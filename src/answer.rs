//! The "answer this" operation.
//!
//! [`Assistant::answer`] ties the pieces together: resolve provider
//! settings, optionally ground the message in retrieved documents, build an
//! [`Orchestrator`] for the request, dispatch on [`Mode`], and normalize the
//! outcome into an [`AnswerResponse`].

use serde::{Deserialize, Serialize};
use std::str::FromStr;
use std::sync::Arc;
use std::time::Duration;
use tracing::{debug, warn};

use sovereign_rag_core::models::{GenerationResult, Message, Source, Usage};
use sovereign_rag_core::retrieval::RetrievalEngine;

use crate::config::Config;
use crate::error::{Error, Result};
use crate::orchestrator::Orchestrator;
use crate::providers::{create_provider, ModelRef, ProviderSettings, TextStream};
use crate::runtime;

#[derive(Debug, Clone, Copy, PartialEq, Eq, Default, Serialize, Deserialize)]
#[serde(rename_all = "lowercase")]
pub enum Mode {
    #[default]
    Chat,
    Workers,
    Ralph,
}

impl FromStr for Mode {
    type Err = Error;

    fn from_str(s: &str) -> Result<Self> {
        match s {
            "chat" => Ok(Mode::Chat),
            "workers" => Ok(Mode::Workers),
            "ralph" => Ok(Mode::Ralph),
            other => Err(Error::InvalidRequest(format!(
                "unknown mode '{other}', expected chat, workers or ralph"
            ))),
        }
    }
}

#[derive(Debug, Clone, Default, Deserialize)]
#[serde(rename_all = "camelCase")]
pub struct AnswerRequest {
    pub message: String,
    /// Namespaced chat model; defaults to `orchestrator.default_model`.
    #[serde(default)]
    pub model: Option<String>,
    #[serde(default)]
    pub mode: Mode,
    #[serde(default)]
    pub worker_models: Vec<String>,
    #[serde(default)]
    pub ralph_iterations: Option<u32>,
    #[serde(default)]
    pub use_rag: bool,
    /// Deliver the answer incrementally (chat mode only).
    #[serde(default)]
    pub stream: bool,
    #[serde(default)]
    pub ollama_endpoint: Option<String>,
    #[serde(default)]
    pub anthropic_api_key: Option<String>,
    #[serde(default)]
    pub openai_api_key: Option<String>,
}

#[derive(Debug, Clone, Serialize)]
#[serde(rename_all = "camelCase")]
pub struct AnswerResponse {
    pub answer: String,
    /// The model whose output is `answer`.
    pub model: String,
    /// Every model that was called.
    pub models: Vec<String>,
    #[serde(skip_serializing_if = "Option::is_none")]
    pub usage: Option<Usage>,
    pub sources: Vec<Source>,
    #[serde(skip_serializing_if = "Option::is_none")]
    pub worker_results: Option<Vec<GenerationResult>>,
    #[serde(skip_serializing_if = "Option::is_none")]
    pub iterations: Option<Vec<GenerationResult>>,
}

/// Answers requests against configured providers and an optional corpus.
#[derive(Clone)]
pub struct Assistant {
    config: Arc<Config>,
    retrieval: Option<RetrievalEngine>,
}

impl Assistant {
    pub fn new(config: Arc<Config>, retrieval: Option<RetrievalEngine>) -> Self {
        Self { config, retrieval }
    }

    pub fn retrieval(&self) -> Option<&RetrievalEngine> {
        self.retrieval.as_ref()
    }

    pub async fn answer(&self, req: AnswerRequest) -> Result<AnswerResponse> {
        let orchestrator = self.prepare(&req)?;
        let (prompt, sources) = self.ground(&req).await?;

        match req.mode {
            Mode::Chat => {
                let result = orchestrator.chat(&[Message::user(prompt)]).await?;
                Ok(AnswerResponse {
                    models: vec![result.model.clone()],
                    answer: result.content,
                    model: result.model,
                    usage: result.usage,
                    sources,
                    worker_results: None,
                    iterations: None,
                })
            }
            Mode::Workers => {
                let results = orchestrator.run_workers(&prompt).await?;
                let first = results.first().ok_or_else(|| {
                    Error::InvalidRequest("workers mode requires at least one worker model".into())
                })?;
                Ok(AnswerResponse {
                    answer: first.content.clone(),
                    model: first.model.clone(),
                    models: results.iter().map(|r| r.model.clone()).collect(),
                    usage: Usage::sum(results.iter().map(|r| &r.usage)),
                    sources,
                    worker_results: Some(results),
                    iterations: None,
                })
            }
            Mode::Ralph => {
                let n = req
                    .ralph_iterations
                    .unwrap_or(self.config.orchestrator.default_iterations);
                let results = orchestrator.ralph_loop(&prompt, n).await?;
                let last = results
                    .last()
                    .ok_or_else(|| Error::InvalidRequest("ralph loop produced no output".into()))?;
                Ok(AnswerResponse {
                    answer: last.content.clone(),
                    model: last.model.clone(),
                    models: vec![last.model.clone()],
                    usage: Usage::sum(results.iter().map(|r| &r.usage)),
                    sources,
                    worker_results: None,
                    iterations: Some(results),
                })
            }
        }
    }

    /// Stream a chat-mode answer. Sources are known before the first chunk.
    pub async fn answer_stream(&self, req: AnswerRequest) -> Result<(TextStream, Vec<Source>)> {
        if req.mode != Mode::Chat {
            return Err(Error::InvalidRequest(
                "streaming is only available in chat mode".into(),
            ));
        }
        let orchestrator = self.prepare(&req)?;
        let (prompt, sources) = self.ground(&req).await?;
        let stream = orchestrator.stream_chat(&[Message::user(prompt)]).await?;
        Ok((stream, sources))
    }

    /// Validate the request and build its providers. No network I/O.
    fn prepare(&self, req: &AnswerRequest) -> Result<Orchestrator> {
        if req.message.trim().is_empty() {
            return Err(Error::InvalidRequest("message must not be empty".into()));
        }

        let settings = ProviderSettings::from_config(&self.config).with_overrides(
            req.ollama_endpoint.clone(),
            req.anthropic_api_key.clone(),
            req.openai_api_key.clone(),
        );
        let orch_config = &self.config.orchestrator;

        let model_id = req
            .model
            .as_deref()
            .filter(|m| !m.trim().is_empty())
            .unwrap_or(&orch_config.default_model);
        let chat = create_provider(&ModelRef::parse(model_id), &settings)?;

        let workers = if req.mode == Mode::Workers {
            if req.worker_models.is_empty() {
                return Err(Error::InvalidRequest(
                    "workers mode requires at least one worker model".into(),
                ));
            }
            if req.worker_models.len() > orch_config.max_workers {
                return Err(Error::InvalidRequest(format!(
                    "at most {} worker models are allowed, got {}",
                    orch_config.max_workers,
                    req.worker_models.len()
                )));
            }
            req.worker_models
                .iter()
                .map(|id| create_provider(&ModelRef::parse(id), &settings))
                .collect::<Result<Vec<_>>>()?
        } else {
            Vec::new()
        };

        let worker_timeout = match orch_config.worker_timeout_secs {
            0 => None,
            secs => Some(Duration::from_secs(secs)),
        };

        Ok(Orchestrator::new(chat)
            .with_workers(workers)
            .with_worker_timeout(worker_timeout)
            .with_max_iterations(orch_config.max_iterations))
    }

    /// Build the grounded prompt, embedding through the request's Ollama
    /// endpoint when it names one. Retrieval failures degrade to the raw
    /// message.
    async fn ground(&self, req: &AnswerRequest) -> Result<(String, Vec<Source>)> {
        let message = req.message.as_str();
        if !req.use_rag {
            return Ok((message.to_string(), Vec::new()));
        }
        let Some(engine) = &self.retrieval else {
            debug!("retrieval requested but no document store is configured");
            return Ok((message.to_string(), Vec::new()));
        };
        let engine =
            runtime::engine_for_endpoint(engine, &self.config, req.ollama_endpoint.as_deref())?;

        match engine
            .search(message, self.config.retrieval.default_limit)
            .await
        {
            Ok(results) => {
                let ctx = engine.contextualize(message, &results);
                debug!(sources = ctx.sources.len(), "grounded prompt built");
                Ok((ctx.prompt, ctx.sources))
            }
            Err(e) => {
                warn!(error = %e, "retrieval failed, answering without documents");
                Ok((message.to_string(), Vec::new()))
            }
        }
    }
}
——
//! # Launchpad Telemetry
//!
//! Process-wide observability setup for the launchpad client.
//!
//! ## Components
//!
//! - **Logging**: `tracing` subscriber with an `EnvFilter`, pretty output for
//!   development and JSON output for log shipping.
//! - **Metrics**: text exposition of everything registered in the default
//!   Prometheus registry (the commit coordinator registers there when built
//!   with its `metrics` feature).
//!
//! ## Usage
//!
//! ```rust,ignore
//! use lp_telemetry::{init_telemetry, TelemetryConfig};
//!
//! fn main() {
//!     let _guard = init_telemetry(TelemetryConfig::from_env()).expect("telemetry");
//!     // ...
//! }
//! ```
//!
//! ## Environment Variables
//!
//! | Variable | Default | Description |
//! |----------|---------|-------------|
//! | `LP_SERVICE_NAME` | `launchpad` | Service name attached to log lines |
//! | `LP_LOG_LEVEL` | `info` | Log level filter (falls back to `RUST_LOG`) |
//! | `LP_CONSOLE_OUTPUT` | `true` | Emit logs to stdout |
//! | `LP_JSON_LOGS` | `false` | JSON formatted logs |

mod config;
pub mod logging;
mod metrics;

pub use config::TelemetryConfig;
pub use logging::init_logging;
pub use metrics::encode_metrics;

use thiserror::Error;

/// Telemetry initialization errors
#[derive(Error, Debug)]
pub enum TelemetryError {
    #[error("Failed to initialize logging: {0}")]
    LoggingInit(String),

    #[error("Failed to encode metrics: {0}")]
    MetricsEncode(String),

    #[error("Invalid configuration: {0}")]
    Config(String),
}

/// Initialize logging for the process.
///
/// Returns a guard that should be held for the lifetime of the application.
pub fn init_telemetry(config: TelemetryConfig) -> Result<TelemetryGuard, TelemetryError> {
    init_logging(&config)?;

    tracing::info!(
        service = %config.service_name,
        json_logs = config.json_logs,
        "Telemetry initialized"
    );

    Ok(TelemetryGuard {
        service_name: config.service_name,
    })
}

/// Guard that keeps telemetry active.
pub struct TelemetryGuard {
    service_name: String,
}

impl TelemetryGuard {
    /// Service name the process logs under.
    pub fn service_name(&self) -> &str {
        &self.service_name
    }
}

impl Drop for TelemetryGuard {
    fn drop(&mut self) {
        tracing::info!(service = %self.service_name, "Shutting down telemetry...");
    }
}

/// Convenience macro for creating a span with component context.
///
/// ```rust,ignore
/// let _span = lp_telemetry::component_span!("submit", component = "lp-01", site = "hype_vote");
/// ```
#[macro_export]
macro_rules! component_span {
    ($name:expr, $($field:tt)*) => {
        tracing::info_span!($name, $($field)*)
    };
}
——
## Work instruction
Looking at the data above, give the number of lines that include "parse"; add nothing else.

## Response
2